We excavated the same nesting warren in June in both 2013 and 2019, and an additional six warrens excavated in 2013 as part of an earlier study39. The warrens, which were generally around 10–100 m2, were along the Margaret River and generally received an abundance of sunlight but were partially shaded by a few trees and/or large shrubs. The surrounding areas were grassy but intense grazing, especially evident in 2019, reduced the grass cover considerably. The warrens themselves were generally free of vegetation, presumably due to the burrowing activity of the lizards, but perhaps also influenced by inquilines. The soils were typically sandy loam.
Warren excavation and location of nests
Warrens were excavated by hand with shovels, pics, trowels and spoons to prevent damage to eggs and to facilitate carefully following individual burrows to their termini (Fig. 1). A team of 4–6 persons was generally required for 5–7 days to excavate a warren. Excavations proceeded by following individual burrow entrances until the burrow either terminated or led to a nest. Once the excavation became > 2 m deep we used a bucket on a rope to remove soil (Fig. 1). Although the warrens are communal, each nests is deposited in the terminus of a unique burrow. For a few nests we had depths but not clutch sizes due to a nest containing only eggshell fragments or another burrow intercepting the nest causing eggshells to be pushed out of the nest by conspecific mothers or other animals. We did not know if nests across years were from the same mothers. When a nest was discovered we carefully measured straight line depth from the bottom of the nest to the surface with a tape measure. The presence of eggs reflected nesting during the wet season or early dry season that year, while the presence of hatched eggshells indicated nesting in the wet season/early dry season during the previous ~3 year, based on the number of nests found. Eggs and eggshells were counted to determine clutch size. Eggs were returned to their original depths prior to back-filling the warren. Eggs were handled with care as they are prone to easily break, and we were careful to not rotate eggs during the time they were out of the ground.
Field assistant in an excavated portion of a V. panoptes nesting warren. Note burrow ca. 30 cm deep in the top right hand part of photograph. Photo by S. Doody.

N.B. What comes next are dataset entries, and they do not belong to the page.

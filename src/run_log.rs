//! Append-only JSONL run log for post-run inspection.
//!
//! One record per role/tool invocation, plus a startup record first and a
//! completion record last. Records are only ever appended, never rewritten.

use std::fs::OpenOptions;
use std::io::Write as _;
use std::path::{Path, PathBuf};

use anyhow::{Context, Result};
use chrono::Utc;
use serde::{Deserialize, Serialize};

use crate::state::{StopReason, TraceEntry};

#[derive(Debug, Clone, Serialize, Deserialize)]
pub struct RunLogRecord {
    /// RFC 3339 timestamp.
    pub timestamp: String,
    /// Role or "system" for lifecycle records.
    pub actor: String,
    pub action: String,
    pub detail: String,
    pub iteration: u32,
}

/// Append-only log sink. A `None` path disables persistence (tests, dry runs).
pub struct RunLog {
    path: Option<PathBuf>,
}

impl RunLog {
    pub fn new(path: Option<PathBuf>) -> Self {
        Self { path }
    }

    pub fn disabled() -> Self {
        Self { path: None }
    }

    pub fn path(&self) -> Option<&Path> {
        self.path.as_deref()
    }

    fn append(&self, record: &RunLogRecord) -> Result<()> {
        let Some(path) = &self.path else {
            return Ok(());
        };
        if let Some(parent) = path.parent() {
            std::fs::create_dir_all(parent)
                .with_context(|| format!("creating log directory {}", parent.display()))?;
        }
        let mut file = OpenOptions::new()
            .create(true)
            .append(true)
            .open(path)
            .with_context(|| format!("opening run log {}", path.display()))?;
        let line = serde_json::to_string(record).context("serializing run log record")?;
        writeln!(file, "{line}").context("appending run log record")?;
        Ok(())
    }

    /// Log failures must never abort the run; they are reported and dropped.
    fn append_or_warn(&self, record: &RunLogRecord) {
        if let Err(e) = self.append(record) {
            tracing::warn!(error = %e, "run log append failed");
        }
    }

    pub fn startup(&self, target: &Path, model: &str, max_iterations: u32) {
        self.append_or_warn(&RunLogRecord {
            timestamp: Utc::now().to_rfc3339(),
            actor: "system".into(),
            action: "startup".into(),
            detail: format!(
                "target={} model={model} max_iterations={max_iterations} prompt_version={}",
                target.display(),
                crate::prompts::PROMPT_VERSION
            ),
            iteration: 0,
        });
    }

    pub fn role_step(&self, entry: &TraceEntry) {
        self.append_or_warn(&RunLogRecord {
            timestamp: Utc::now().to_rfc3339(),
            actor: entry.role.to_string(),
            action: entry.action.clone(),
            detail: entry.summary.clone(),
            iteration: entry.iteration,
        });
    }

    pub fn completion(&self, stop_reason: StopReason, iterations: u32) {
        self.append_or_warn(&RunLogRecord {
            timestamp: Utc::now().to_rfc3339(),
            actor: "system".into(),
            action: "completion".into(),
            detail: format!("stop_reason={stop_reason}"),
            iteration: iterations,
        });
    }
}

#[cfg(test)]
mod tests {
    use super::*;
    use crate::state::Role;

    #[test]
    fn records_append_in_order() {
        let dir = tempfile::tempdir().unwrap();
        let path = dir.path().join("logs/run.jsonl");
        let log = RunLog::new(Some(path.clone()));

        log.startup(Path::new("sandbox"), "test-model", 10);
        log.role_step(&TraceEntry {
            role: Role::Auditor,
            action: "lint_summary".into(),
            summary: "score 4.2/10".into(),
            iteration: 1,
        });
        log.completion(StopReason::TestsPassing, 6);

        let content = std::fs::read_to_string(&path).unwrap();
        let records: Vec<RunLogRecord> = content
            .lines()
            .map(|l| serde_json::from_str(l).unwrap())
            .collect();
        assert_eq!(records.len(), 3);
        assert_eq!(records[0].action, "startup");
        // Startup ties the run to the prompts that produced it.
        assert!(records[0]
            .detail
            .contains(&format!("prompt_version={}", crate::prompts::PROMPT_VERSION)));
        assert_eq!(records[1].actor, "auditor");
        assert_eq!(records[2].action, "completion");
        assert!(records[2].detail.contains("tests_passing"));
    }

    #[test]
    fn disabled_log_is_a_noop() {
        let log = RunLog::disabled();
        log.startup(Path::new("x"), "m", 1);
        log.completion(StopReason::RateLimited, 1);
        assert!(log.path().is_none());
    }
}
//! Sandboxed file access for the run's target tree.
//!
//! Every read, write, and listing resolves against the sandbox root and
//! refuses paths that escape it. Writes can retain a backup of the prior
//! content so an interrupted or bad rewrite is always recoverable.

use std::path::{Path, PathBuf};

use thiserror::Error;

#[derive(Debug, Error)]
pub enum WorkspaceError {
    #[error("IO error: {0}")]
    Io(#[from] std::io::Error),

    #[error("path `{0}` escapes sandbox")]
    Sandbox(String),

    #[error("write to `{path}` failed, prior content preserved: {source}")]
    WriteFailure {
        path: String,
        source: std::io::Error,
    },
}

/// File-access collaborator rooted at the sandbox directory.
#[derive(Debug, Clone)]
pub struct Workspace {
    root: PathBuf,
}

impl Workspace {
    pub fn new(root: impl Into<PathBuf>) -> Result<Self, WorkspaceError> {
        let root = root.into();
        let root = root.canonicalize()?;
        Ok(Self { root })
    }

    pub fn root(&self) -> &Path {
        &self.root
    }

    /// Resolve a path and verify it stays within the sandbox root.
    ///
    /// Non-existent files (write targets) are resolved via their parent.
    pub fn sandbox_check(&self, path: &Path) -> Result<PathBuf, WorkspaceError> {
        let candidate = if path.is_absolute() {
            path.to_path_buf()
        } else {
            self.root.join(path)
        };
        let resolved = candidate.canonicalize().or_else(|_| {
            let parent = candidate
                .parent()
                .ok_or_else(|| std::io::Error::new(std::io::ErrorKind::NotFound, "no parent"))?;
            let canon_parent = parent.canonicalize()?;
            Ok::<_, std::io::Error>(canon_parent.join(candidate.file_name().unwrap_or_default()))
        })?;

        if !resolved.starts_with(&self.root) {
            return Err(WorkspaceError::Sandbox(path.display().to_string()));
        }
        Ok(resolved)
    }

    pub fn read(&self, path: &Path) -> Result<String, WorkspaceError> {
        let full = self.sandbox_check(path)?;
        Ok(std::fs::read_to_string(full)?)
    }

    /// Write `content` to `path`. With `backup` set, the prior content is
    /// copied to `<path>.bak` first; if the write itself fails the original
    /// file is untouched (the copy runs before the overwrite).
    pub fn write(&self, path: &Path, content: &str, backup: bool) -> Result<(), WorkspaceError> {
        let full = self.sandbox_check(path)?;
        if backup && full.exists() {
            let bak = backup_path(&full);
            std::fs::copy(&full, &bak)?;
        }
        std::fs::write(&full, content).map_err(|source| WorkspaceError::WriteFailure {
            path: path.display().to_string(),
            source,
        })
    }

    /// Deterministic (lexicographically sorted) recursive listing of Python
    /// source files under `dir`. Test modules and cache directories are
    /// skipped; queue population depends on this order being reproducible.
    pub fn list_sources(&self, dir: &Path) -> Result<Vec<PathBuf>, WorkspaceError> {
        let full = self.sandbox_check(dir)?;
        let mut files = Vec::new();
        collect_py_files(&full, &mut files)?;
        files.sort();
        Ok(files)
    }
}

fn backup_path(path: &Path) -> PathBuf {
    let mut name = path.file_name().unwrap_or_default().to_os_string();
    name.push(".bak");
    path.with_file_name(name)
}

fn collect_py_files(dir: &Path, out: &mut Vec<PathBuf>) -> Result<(), WorkspaceError> {
    for entry in std::fs::read_dir(dir)? {
        let entry = entry?;
        let path = entry.path();
        let name = entry.file_name().to_string_lossy().to_string();
        if entry.file_type()?.is_dir() {
            if name.starts_with('.') || name == "__pycache__" || name == "venv" {
                continue;
            }
            collect_py_files(&path, out)?;
        } else if name.ends_with(".py") && !name.starts_with("test_") {
            out.push(path);
        }
    }
    Ok(())
}

/// Companion test file for a module: `test_<stem>.py` next to it.
pub fn companion_test_path(module: &Path) -> PathBuf {
    let stem = module
        .file_stem()
        .map(|s| s.to_string_lossy().to_string())
        .unwrap_or_default();
    module.with_file_name(format!("test_{stem}.py"))
}
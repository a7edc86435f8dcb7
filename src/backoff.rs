//! Bounded-retry wrapper around calls to the model provider.
//!
//! Transient failures (rate limits, 5xx, timeouts) are retried with capped
//! exponential delay; permanent failures propagate immediately. Exhausting
//! the attempt budget surfaces exactly one `RateLimitExceeded`, which the
//! calling role translates into `StopReason::RateLimited`.

use std::future::Future;
use std::time::Duration;

use thiserror::Error;
use tracing::warn;

use crate::provider::ProviderError;

#[derive(Debug, Error)]
pub enum BackoffError {
    /// The retry budget was spent on transient failures.
    #[error("rate limit exceeded after {attempts} attempts: {last_error}")]
    RateLimitExceeded { attempts: u32, last_error: String },

    /// A non-transient failure; never retried.
    #[error(transparent)]
    Permanent(ProviderError),
}

/// Retry discipline for one logical provider call.
#[derive(Debug, Clone, Copy)]
pub struct RetryPolicy {
    /// Total attempts, including the first. Must be at least 1.
    pub max_attempts: u32,
    pub base_delay: Duration,
    pub max_delay: Duration,
}

impl Default for RetryPolicy {
    fn default() -> Self {
        Self {
            max_attempts: 4,
            base_delay: Duration::from_secs(2),
            max_delay: Duration::from_secs(30),
        }
    }
}

impl RetryPolicy {
    /// Delay before retry number `retry` (1-indexed): base * 2^(retry-1), capped.
    pub fn delay_for(&self, retry: u32) -> Duration {
        let factor = 1u32 << retry.saturating_sub(1).min(16);
        self.base_delay
            .saturating_mul(factor)
            .min(self.max_delay)
    }
}

/// Invoke `call` until it succeeds, fails permanently, or the budget runs out.
pub async fn invoke_with_backoff<T, F, Fut>(
    policy: &RetryPolicy,
    mut call: F,
) -> Result<T, BackoffError>
where
    F: FnMut() -> Fut,
    Fut: Future<Output = Result<T, ProviderError>>,
{
    let attempts = policy.max_attempts.max(1);
    let mut last_error = String::new();

    for attempt in 1..=attempts {
        match call().await {
            Ok(value) => return Ok(value),
            Err(err) if err.is_transient() => {
                last_error = err.to_string();
                if attempt < attempts {
                    let delay = policy.delay_for(attempt);
                    warn!(attempt, delay_ms = delay.as_millis() as u64, error = %last_error,
                          "transient provider failure, backing off");
                    tokio::time::sleep(delay).await;
                }
            }
            Err(err) => return Err(BackoffError::Permanent(err)),
        }
    }

    Err(BackoffError::RateLimitExceeded {
        attempts,
        last_error,
    })
}

#[cfg(test)]
mod tests {
    use super::*;
    use std::sync::atomic::{AtomicU32, Ordering};

    fn fast_policy() -> RetryPolicy {
        RetryPolicy {
            max_attempts: 3,
            base_delay: Duration::from_millis(1),
            max_delay: Duration::from_millis(4),
        }
    }

    #[test]
    fn delay_grows_exponentially_and_caps() {
        let policy = RetryPolicy {
            max_attempts: 8,
            base_delay: Duration::from_secs(2),
            max_delay: Duration::from_secs(30),
        };
        assert_eq!(policy.delay_for(1), Duration::from_secs(2));
        assert_eq!(policy.delay_for(2), Duration::from_secs(4));
        assert_eq!(policy.delay_for(3), Duration::from_secs(8));
        assert_eq!(policy.delay_for(5), Duration::from_secs(30));
        assert_eq!(policy.delay_for(20), Duration::from_secs(30));
    }

    #[tokio::test]
    async fn success_on_first_attempt() {
        let calls = AtomicU32::new(0);
        let result = invoke_with_backoff(&fast_policy(), || {
            calls.fetch_add(1, Ordering::SeqCst);
            async { Ok::<_, ProviderError>("ok".to_string()) }
        })
        .await;
        assert_eq!(result.unwrap(), "ok");
        assert_eq!(calls.load(Ordering::SeqCst), 1);
    }

    #[tokio::test]
    async fn transient_failures_retry_then_succeed() {
        let calls = AtomicU32::new(0);
        let result = invoke_with_backoff(&fast_policy(), || {
            let n = calls.fetch_add(1, Ordering::SeqCst);
            async move {
                if n < 2 {
                    Err(ProviderError::RateLimited("429".into()))
                } else {
                    Ok("recovered".to_string())
                }
            }
        })
        .await;
        assert_eq!(result.unwrap(), "recovered");
        assert_eq!(calls.load(Ordering::SeqCst), 3);
    }

    #[tokio::test]
    async fn budget_exhaustion_raises_single_rate_limit() {
        let calls = AtomicU32::new(0);
        let result: Result<String, _> = invoke_with_backoff(&fast_policy(), || {
            calls.fetch_add(1, Ordering::SeqCst);
            async { Err(ProviderError::Transient("503".into())) }
        })
        .await;
        match result {
            Err(BackoffError::RateLimitExceeded { attempts, .. }) => assert_eq!(attempts, 3),
            other => panic!("expected RateLimitExceeded, got {other:?}"),
        }
        // No further retries past the budget.
        assert_eq!(calls.load(Ordering::SeqCst), 3);
    }

    #[tokio::test]
    async fn permanent_failure_propagates_without_retry() {
        let calls = AtomicU32::new(0);
        let result: Result<String, _> = invoke_with_backoff(&fast_policy(), || {
            calls.fetch_add(1, Ordering::SeqCst);
            async { Err(ProviderError::Permanent("401 unauthorized".into())) }
        })
        .await;
        assert!(matches!(result, Err(BackoffError::Permanent(_))));
        assert_eq!(calls.load(Ordering::SeqCst), 1);
    }
}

Treatment of the data and statistical analyses
Nest depth was analyzed against monthly rainfall for February and March = the 2 months in which nesting has been recorded to occur at the site. Nests with eggs found in 2013 were thus considered to have been deposited during the past February–March (2013) while nests with hatched eggshells found in 2013 were considered to reflect nests deposited during the previous three wet seasons (2010–2012). Similarly, nests with eggs found in 2019 were considered to have been deposited during February–March (2019) while nests with hatched eggshells found in 2019 were considered to reflect nests deposited during the three previous wet seasons (2016–2018). Rainfall values used for 2013 and 2019 nests with eggs were thus the mean monthly rainfall amounts for February–March of each respective year; for nests with eggshells we used the mean monthly rainfall amount for the three previous wet seasons, as we could not determine, from eggshells, which year the nests were deposited. Rainfall data were obtained from the Australian Bureau of Meteorology (www.bom.gov; accessed 1 February 2020).
Each data set was depicted graphically against annual wet season rainfall as a continuous variable to visually inspect the fit of the data and shape of the curve and was modelled according to the distribution and fit of the data. The modelling was carried in SAS (version 9.4) using the glimmix procedure, with fixed effects for annual wet season rainfall and a random effect for nesting warren to account for variability between warrens that was not explained by wet season rainfall.
Nest depth was found to be normally distributed so a Linear Mixed Model (LMM) was used to model the effect of wet season rainfall on nest depth.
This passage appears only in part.